Data excerpts:
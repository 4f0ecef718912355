use chrono::{NaiveDate, NaiveDateTime};
use rusqlite::{params, Connection, OptionalExtension};

use crate::models::{
    AuditInfo, Booking, Facility, NewSlot, PatientInfo, Slot, SlotStatus, SlotType,
    SlotWithBooking,
};

pub const DATE_FORMAT: &str = "%Y-%m-%d";
pub const DATETIME_FORMAT: &str = "%Y-%m-%d %H:%M:%S";

const SLOT_COLUMNS: &str = "s.id, s.facility_id, s.date, s.start_time, s.end_time, s.type, s.status, s.created_at, s.updated_at,
     b.id, b.slot_id, b.patient_name, b.patient_email, b.patient_phone, b.ip_address, b.user_agent, b.created_at";

// ── Facilities ──

pub fn insert_facility(conn: &Connection, facility: &Facility) -> anyhow::Result<i64> {
    conn.execute(
        "INSERT INTO facilities (name, address, start_hour, end_hour, slots_per_hour)
         VALUES (?1, ?2, ?3, ?4, ?5)",
        params![
            facility.name,
            facility.address,
            facility.start_hour,
            facility.end_hour,
            facility.slots_per_hour,
        ],
    )?;
    Ok(conn.last_insert_rowid())
}

pub fn list_facilities(conn: &Connection) -> anyhow::Result<Vec<Facility>> {
    let mut stmt = conn.prepare(
        "SELECT id, name, address, start_hour, end_hour, slots_per_hour FROM facilities ORDER BY id ASC",
    )?;
    let rows = stmt.query_map([], parse_facility_row)?;

    let mut facilities = vec![];
    for row in rows {
        facilities.push(row?);
    }
    Ok(facilities)
}

fn parse_facility_row(row: &rusqlite::Row) -> rusqlite::Result<Facility> {
    Ok(Facility {
        id: row.get(0)?,
        name: row.get(1)?,
        address: row.get(2)?,
        start_hour: row.get(3)?,
        end_hour: row.get(4)?,
        slots_per_hour: row.get(5)?,
    })
}

// ── Slots ──

pub fn insert_slots(conn: &Connection, slots: &[NewSlot]) -> anyhow::Result<usize> {
    let mut stmt = conn.prepare(
        "INSERT OR IGNORE INTO slots (facility_id, date, start_time, end_time, type)
         VALUES (?1, ?2, ?3, ?4, ?5)",
    )?;

    let mut inserted = 0;
    for slot in slots {
        inserted += stmt.execute(params![
            slot.facility_id,
            slot.date.format(DATE_FORMAT).to_string(),
            slot.start_time.format(DATETIME_FORMAT).to_string(),
            slot.end_time.format(DATETIME_FORMAT).to_string(),
            slot.slot_type.as_str(),
        ])?;
    }
    Ok(inserted)
}

pub fn count_slots_for_facility_date(
    conn: &Connection,
    facility_id: i64,
    date: NaiveDate,
) -> anyhow::Result<i64> {
    let count = conn.query_row(
        "SELECT COUNT(*) FROM slots WHERE facility_id = ?1 AND date = ?2",
        params![facility_id, date.format(DATE_FORMAT).to_string()],
        |row| row.get(0),
    )?;
    Ok(count)
}

/// Point read of one slot and its booking.
pub fn get_slot_with_booking(
    conn: &Connection,
    slot_id: i64,
) -> anyhow::Result<Option<SlotWithBooking>> {
    let sql = format!(
        "SELECT {SLOT_COLUMNS} FROM slots s LEFT JOIN bookings b ON b.slot_id = s.id WHERE s.id = ?1"
    );
    let result = conn
        .query_row(&sql, params![slot_id], |row| Ok(parse_slot_row(row)))
        .optional()?;

    match result {
        Some(slot) => Ok(Some(slot?)),
        None => Ok(None),
    }
}

/// All slots on `date`, in display order (start time, then type).
pub fn get_slots_for_date(conn: &Connection, date: NaiveDate) -> anyhow::Result<Vec<SlotWithBooking>> {
    let date = date.format(DATE_FORMAT).to_string();
    query_slots(
        conn,
        &format!(
            "SELECT {SLOT_COLUMNS} FROM slots s LEFT JOIN bookings b ON b.slot_id = s.id
             WHERE s.date = ?1 ORDER BY s.start_time ASC, s.type ASC"
        ),
        params![date],
    )
}

/// All slots on `date`, grouped by type and then by start time.
pub fn get_slots_for_allocation(
    conn: &Connection,
    date: NaiveDate,
) -> anyhow::Result<Vec<SlotWithBooking>> {
    let date = date.format(DATE_FORMAT).to_string();
    query_slots(
        conn,
        &format!(
            "SELECT {SLOT_COLUMNS} FROM slots s LEFT JOIN bookings b ON b.slot_id = s.id
             WHERE s.date = ?1 ORDER BY s.type ASC, s.start_time ASC"
        ),
        params![date],
    )
}

#[derive(Debug, Clone, Default)]
pub struct BookedSlotFilter {
    pub date: Option<NaiveDate>,
    pub slot_type: Option<SlotType>,
    pub status: Option<SlotStatus>,
    pub limit: i64,
    pub offset: i64,
}

/// Slots that carry a booking, for the admin listing.
pub fn get_booked_slots(
    conn: &Connection,
    filter: &BookedSlotFilter,
) -> anyhow::Result<Vec<SlotWithBooking>> {
    let mut sql = format!(
        "SELECT {SLOT_COLUMNS} FROM slots s INNER JOIN bookings b ON b.slot_id = s.id WHERE 1 = 1"
    );
    let mut params_vec: Vec<Box<dyn rusqlite::types::ToSql>> = vec![];

    if let Some(date) = filter.date {
        params_vec.push(Box::new(date.format(DATE_FORMAT).to_string()));
        sql.push_str(&format!(" AND s.date = ?{}", params_vec.len()));
    }
    if let Some(slot_type) = filter.slot_type {
        params_vec.push(Box::new(slot_type.as_str()));
        sql.push_str(&format!(" AND s.type = ?{}", params_vec.len()));
    }
    if let Some(status) = filter.status {
        params_vec.push(Box::new(status.as_str()));
        sql.push_str(&format!(" AND s.status = ?{}", params_vec.len()));
    }

    params_vec.push(Box::new(filter.limit));
    sql.push_str(&format!(
        " ORDER BY s.date ASC, s.start_time ASC LIMIT ?{}",
        params_vec.len()
    ));
    params_vec.push(Box::new(filter.offset));
    sql.push_str(&format!(" OFFSET ?{}", params_vec.len()));

    let params_refs: Vec<&dyn rusqlite::types::ToSql> =
        params_vec.iter().map(|p| p.as_ref()).collect();
    query_slots(conn, &sql, params_refs.as_slice())
}

pub fn set_slot_status(conn: &Connection, slot_id: i64, status: SlotStatus) -> anyhow::Result<bool> {
    let count = conn.execute(
        "UPDATE slots SET status = ?1, updated_at = datetime('now', 'localtime') WHERE id = ?2",
        params![status.as_str(), slot_id],
    )?;
    Ok(count > 0)
}

fn query_slots(
    conn: &Connection,
    sql: &str,
    params: &[&dyn rusqlite::types::ToSql],
) -> anyhow::Result<Vec<SlotWithBooking>> {
    let mut stmt = conn.prepare(sql)?;
    let rows = stmt.query_map(params, |row| Ok(parse_slot_row(row)))?;

    let mut slots = vec![];
    for row in rows {
        slots.push(row??);
    }
    Ok(slots)
}

fn parse_slot_row(row: &rusqlite::Row) -> anyhow::Result<SlotWithBooking> {
    let date_str: String = row.get(2)?;
    let start_str: String = row.get(3)?;
    let end_str: String = row.get(4)?;
    let type_str: String = row.get(5)?;
    let status_str: String = row.get(6)?;
    let created_at_str: String = row.get(7)?;
    let updated_at_str: String = row.get(8)?;

    let slot = Slot {
        id: row.get(0)?,
        facility_id: row.get(1)?,
        date: NaiveDate::parse_from_str(&date_str, DATE_FORMAT)?,
        start_time: NaiveDateTime::parse_from_str(&start_str, DATETIME_FORMAT)?,
        end_time: NaiveDateTime::parse_from_str(&end_str, DATETIME_FORMAT)?,
        slot_type: SlotType::parse(&type_str)
            .ok_or_else(|| anyhow::anyhow!("unknown slot type: {type_str}"))?,
        status: SlotStatus::parse(&status_str)
            .ok_or_else(|| anyhow::anyhow!("unknown slot status: {status_str}"))?,
        created_at: NaiveDateTime::parse_from_str(&created_at_str, DATETIME_FORMAT)?,
        updated_at: NaiveDateTime::parse_from_str(&updated_at_str, DATETIME_FORMAT)?,
    };

    let booking_id: Option<i64> = row.get(9)?;
    let booking = match booking_id {
        Some(id) => {
            let created_at_str: String = row.get(16)?;
            Some(Booking {
                id,
                slot_id: row.get(10)?,
                patient_name: row.get(11)?,
                patient_email: row.get(12)?,
                patient_phone: row.get(13)?,
                ip_address: row.get(14)?,
                user_agent: row.get(15)?,
                created_at: NaiveDateTime::parse_from_str(&created_at_str, DATETIME_FORMAT)?,
            })
        }
        None => None,
    };

    Ok(SlotWithBooking { slot, booking })
}

// ── Bookings ──

pub fn create_booking(
    conn: &Connection,
    slot_id: i64,
    patient: &PatientInfo,
    audit: &AuditInfo,
    created_at: NaiveDateTime,
) -> rusqlite::Result<Booking> {
    conn.execute(
        "INSERT INTO bookings (slot_id, patient_name, patient_email, patient_phone, ip_address, user_agent, created_at)
         VALUES (?1, ?2, ?3, ?4, ?5, ?6, ?7)",
        params![
            slot_id,
            patient.name,
            patient.email,
            patient.phone,
            audit.ip_address,
            audit.user_agent,
            created_at.format(DATETIME_FORMAT).to_string(),
        ],
    )?;

    Ok(Booking {
        id: conn.last_insert_rowid(),
        slot_id,
        patient_name: patient.name.clone(),
        patient_email: patient.email.clone(),
        patient_phone: patient.phone.clone(),
        ip_address: audit.ip_address.clone(),
        user_agent: audit.user_agent.clone(),
        created_at,
    })
}

pub fn count_bookings_for_slot(conn: &Connection, slot_id: i64) -> anyhow::Result<i64> {
    let count = conn.query_row(
        "SELECT COUNT(*) FROM bookings WHERE slot_id = ?1",
        params![slot_id],
        |row| row.get(0),
    )?;
    Ok(count)
}

pub fn get_booking_by_id(conn: &Connection, id: i64) -> anyhow::Result<Option<Booking>> {
    let booking = conn
        .query_row(
            "SELECT id, slot_id, patient_name, patient_email, patient_phone, ip_address, user_agent, created_at
             FROM bookings WHERE id = ?1",
            params![id],
            |row| {
                let created_at: String = row.get(7)?;
                Ok(Booking {
                    id: row.get(0)?,
                    slot_id: row.get(1)?,
                    patient_name: row.get(2)?,
                    patient_email: row.get(3)?,
                    patient_phone: row.get(4)?,
                    ip_address: row.get(5)?,
                    user_agent: row.get(6)?,
                    created_at: parse_datetime_column(7, &created_at)?,
                })
            },
        )
        .optional()?;
    Ok(booking)
}

fn parse_datetime_column(idx: usize, value: &str) -> rusqlite::Result<NaiveDateTime> {
    NaiveDateTime::parse_from_str(value, DATETIME_FORMAT).map_err(|e| {
        rusqlite::Error::FromSqlConversionFailure(idx, rusqlite::types::Type::Text, Box::new(e))
    })
}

## Task goal
Nothing but the lines from the first line of the data through the line with "pub fn insert_slots(conn: &Connection, slots: &[NewSlot])" should be returned, exactly as they appear, both ends included.

## Reply
repository 4f0ecef718912355
use chrono::{NaiveDate, NaiveDateTime};
use rusqlite::{params, Connection, OptionalExtension};

use crate::models::{
    AuditInfo, Booking, Facility, NewSlot, PatientInfo, Slot, SlotStatus, SlotType,
    SlotWithBooking,
};

pub const DATE_FORMAT: &str = "%Y-%m-%d";
pub const DATETIME_FORMAT: &str = "%Y-%m-%d %H:%M:%S";

const SLOT_COLUMNS: &str = "s.id, s.facility_id, s.date, s.start_time, s.end_time, s.type, s.status, s.created_at, s.updated_at,
     b.id, b.slot_id, b.patient_name, b.patient_email, b.patient_phone, b.ip_address, b.user_agent, b.created_at";

// ── Facilities ──

pub fn insert_facility(conn: &Connection, facility: &Facility) -> anyhow::Result<i64> {
    conn.execute(
        "INSERT INTO facilities (name, address, start_hour, end_hour, slots_per_hour)
         VALUES (?1, ?2, ?3, ?4, ?5)",
        params![
            facility.name,
            facility.address,
            facility.start_hour,
            facility.end_hour,
            facility.slots_per_hour,
        ],
    )?;
    Ok(conn.last_insert_rowid())
}

pub fn list_facilities(conn: &Connection) -> anyhow::Result<Vec<Facility>> {
    let mut stmt = conn.prepare(
        "SELECT id, name, address, start_hour, end_hour, slots_per_hour FROM facilities ORDER BY id ASC",
    )?;
    let rows = stmt.query_map([], parse_facility_row)?;

    let mut facilities = vec![];
    for row in rows {
        facilities.push(row?);
    }
    Ok(facilities)
}

fn parse_facility_row(row: &rusqlite::Row) -> rusqlite::Result<Facility> {
    Ok(Facility {
        id: row.get(0)?,
        name: row.get(1)?,
        address: row.get(2)?,
        start_hour: row.get(3)?,
        end_hour: row.get(4)?,
        slots_per_hour: row.get(5)?,
    })
}

// ── Slots ──

pub fn insert_slots(conn: &Connection, slots: &[NewSlot]) -> anyhow::Result<usize> {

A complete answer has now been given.